● **Exercise materials**
%%

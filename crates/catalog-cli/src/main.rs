//! `catalog`: ingest catalog files and inspect the results.
//!
//! Reads configuration from the environment (see `Config::from_env`).

use std::path::PathBuf;
use std::time::Duration;

use anyhow::Context;
use catalog_cli::{original_name, print_json, truncate_string};
use catalog_core::models::CatalogListQuery;
use catalog_core::Config;
use catalog_infra::init_telemetry;
use catalog_worker::{CatalogApp, ChainOutcome};
use clap::{Parser, Subcommand};
use uuid::Uuid;

#[derive(Parser)]
#[command(name = "catalog", about = "Catalog ingestion CLI")]
struct Cli {
    #[command(subcommand)]
    command: Commands,
}

#[derive(Subcommand)]
enum Commands {
    /// Submit a CSV or TXT file for ingestion
    Ingest {
        /// Path to the file
        file: PathBuf,
        /// Owning user UUID
        #[arg(long)]
        user: Uuid,
        /// Wait for processing to finish, printing lifecycle events
        #[arg(long)]
        wait: bool,
    },
    /// Process uploads left pending or processing
    Resume,
    /// Keep processing queued uploads until interrupted
    Worker,
    /// List uploads, newest first
    Uploads {
        #[arg(long, default_value = "20")]
        limit: i64,
        #[arg(long, default_value = "0")]
        offset: i64,
    },
    /// Delete an upload and its stored file
    Delete {
        /// Upload UUID
        id: Uuid,
    },
    /// Search the catalog
    Products {
        #[arg(long)]
        search: Option<String>,
        /// unique_key, product_title, style_number, piece_price, created_at or updated_at
        #[arg(long)]
        sort: Option<String>,
        /// asc or desc
        #[arg(long)]
        direction: Option<String>,
        #[arg(long)]
        page: Option<i64>,
    },
}

fn report(outcome: &ChainOutcome, upload_id: Uuid) {
    match outcome {
        ChainOutcome::Completed => println!("Upload {} completed", upload_id),
        ChainOutcome::Failed(message) => println!("Upload {} failed: {}", upload_id, message),
    }
}

#[tokio::main]
async fn main() -> anyhow::Result<()> {
    let cli = Cli::parse();

    let config = Config::from_env().context("Failed to load configuration")?;
    config.validate()?;
    init_telemetry(None, config.log_json)
        .map_err(|e| anyhow::anyhow!("Failed to initialize tracing: {}", e))?;

    let app = CatalogApp::from_config(&config).await?;

    match cli.command {
        Commands::Ingest { file, user, wait } => {
            let name = original_name(&file)?;
            let reader = tokio::fs::File::open(&file)
                .await
                .with_context(|| format!("Failed to open {}", file.display()))?;

            let events = app.topic.as_ref().filter(|_| wait).map(|t| t.subscribe());
            let (upload, ticket) = app
                .service
                .submit_reader(user, &name, Box::pin(reader))
                .await?;
            print_json(&upload)?;

            if wait {
                if let Some(mut rx) = events {
                    tokio::spawn(async move {
                        while let Ok(message) = rx.recv().await {
                            if let Ok(line) = serde_json::to_string(&message) {
                                println!("{}", line);
                            }
                        }
                    });
                }
                let outcome = ticket.wait().await?;
                report(&outcome, upload.id);
            } else {
                // Exiting stops this process's queue; a running worker picks the upload up.
                drop(ticket);
                println!(
                    "Upload {} queued; run `catalog worker` to process it",
                    upload.id
                );
            }
        }
        Commands::Resume => {
            let tickets = app.service.resume_unfinished().await?;
            println!("Resuming {} upload(s)", tickets.len());
            for ticket in tickets {
                let upload_id = ticket.upload_id;
                let outcome = ticket.wait().await?;
                report(&outcome, upload_id);
            }
        }
        Commands::Worker => {
            tracing::info!(environment = %config.environment, "Starting catalog worker");
            let poll_interval = Duration::from_millis(config.worker_poll_interval_ms);
            app.run_until(poll_interval, async {
                if let Err(e) = tokio::signal::ctrl_c().await {
                    tracing::error!(error = %e, "Failed to listen for shutdown signal");
                }
            })
            .await;
            return Ok(());
        }
        Commands::Uploads { limit, offset } => {
            let uploads = app.service.list_uploads(limit, offset).await?;
            for summary in &uploads {
                println!(
                    "{}  {:<10}  {:>6}  {}",
                    summary.upload.id,
                    summary.upload.status,
                    summary.products_count,
                    truncate_string(&summary.upload.original_name, 40)
                );
            }
        }
        Commands::Delete { id } => {
            app.service.delete_upload(id).await?;
            print_json(&serde_json::json!({ "success": true, "message": format!("Upload {} deleted", id) }))?;
        }
        Commands::Products {
            search,
            sort,
            direction,
            page,
        } => {
            let query = CatalogListQuery::from_params(
                search.as_deref(),
                sort.as_deref(),
                direction.as_deref(),
                page,
            );
            let page = app.catalog.search(&query).await?;
            print_json(&page)?;
        }
    }

    app.shutdown().await;
    Ok(())
}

%%

● **Required work**
In the answer, return exactly the lines from the line containing "to listen for" to the end of the records above, and no others.

● **Problem solution**
                    tracing::error!(error = %e, "Failed to listen for shutdown signal");
                }
            })
            .await;
            return Ok(());
        }
        Commands::Uploads { limit, offset } => {
            let uploads = app.service.list_uploads(limit, offset).await?;
            for summary in &uploads {
                println!(
                    "{}  {:<10}  {:>6}  {}",
                    summary.upload.id,
                    summary.upload.status,
                    summary.products_count,
                    truncate_string(&summary.upload.original_name, 40)
                );
            }
        }
        Commands::Delete { id } => {
            app.service.delete_upload(id).await?;
            print_json(&serde_json::json!({ "success": true, "message": format!("Upload {} deleted", id) }))?;
        }
        Commands::Products {
            search,
            sort,
            direction,
            page,
        } => {
            let query = CatalogListQuery::from_params(
                search.as_deref(),
                sort.as_deref(),
                direction.as_deref(),
                page,
            );
            let page = app.catalog.search(&query).await?;
            print_json(&page)?;
        }
    }

    app.shutdown().await;
    Ok(())
}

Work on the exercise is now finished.